In order to remain effective, the pill must be taken for life. Most insurance companies are agreeing to cover the $294,000 annual price for the drug, Laguna said.

The drug has been approved for patients ages 6 and older. Next month the University will begin testing it for children ages 2 to 5.

Because Kalydeco was made specifically for one type of cystic fibrosis, Dunitz said it is one of the first drugs to personalize medicine.

Researchers are still looking to create a drug that will help the patients who have the most common type of cystic fibrosis, Delta F508. The drug will treat patients by combining the existing medication with another perscription that helps stabilize proteins in the cells, Dunitz said.

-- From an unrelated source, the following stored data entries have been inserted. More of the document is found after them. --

// Retrieval-augmented context pipeline
//
// Turns ranked passages into a citation-tagged context block and splices it
// into the conversation before generation.
//
// Components:
// - Filter: similarity threshold with a minimum-count fallback
// - Re-ranking: pluggable passage ordering
// - Context: citation-annotated block under a character budget
// - Inject: grounding instruction plus context on the last user message
// - Pipeline: single and comparison mode orchestration

pub mod retrieval;
pub mod filter;
pub mod reranking;
pub mod context;
pub mod inject;
pub mod pipeline;

// Re-export key types
pub use context::{ContextAssembler, ContextBlock};
pub use filter::{FilterResult, SimilarityFilter};
pub use inject::inject_context;
pub use pipeline::{
    BranchResult, ContextPipeline, PipelineConfig, PipelineOutcome, PipelineResult, PreparedBranch,
};
pub use reranking::{NoOpReranker, Reranker, RerankerRegistry};
pub use retrieval::{ChunkenizerClient, Retriever};
// Retrieval collaborator boundary
pub mod client;

use async_trait::async_trait;

use crate::errors::RetrievalError;
use crate::types::ScoredPassage;

pub use client::{ChunkenizerClient, SearchHit, SearchResponse};

/// Source of scored passages for a query
#[async_trait]
pub trait Retriever: Send + Sync {
    /// Up to `top_k` passages, sorted by score descending
    async fn search(&self, query: &str, top_k: usize) -> Result<Vec<ScoredPassage>, RetrievalError>;
}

Communications junior Nikolas Job has the most common type of cystic fibrosis and will not be able to take Kalydeco. Even so, he said the drug will benefit everyone with the disease.

“This drug will ultimately benefit everyone with CF because it encourages them to stay healthy so when they do find a cure one day, they will be that much more receptive to it,” Job said.

Job must use a nebulizer three times a day in order to break up the mucus that builds up in his lungs. He also takes a pill every time he eats that helps digest his food. In addition, he said it is important to stay active.

He remains optimistic about the advancements for another drug that will treat his type of cystic fibrosis.

“The medicine for cystic fibrosis is becoming really good,” Job said, “and they are coming up with good medicines that will benefit all people with CF.”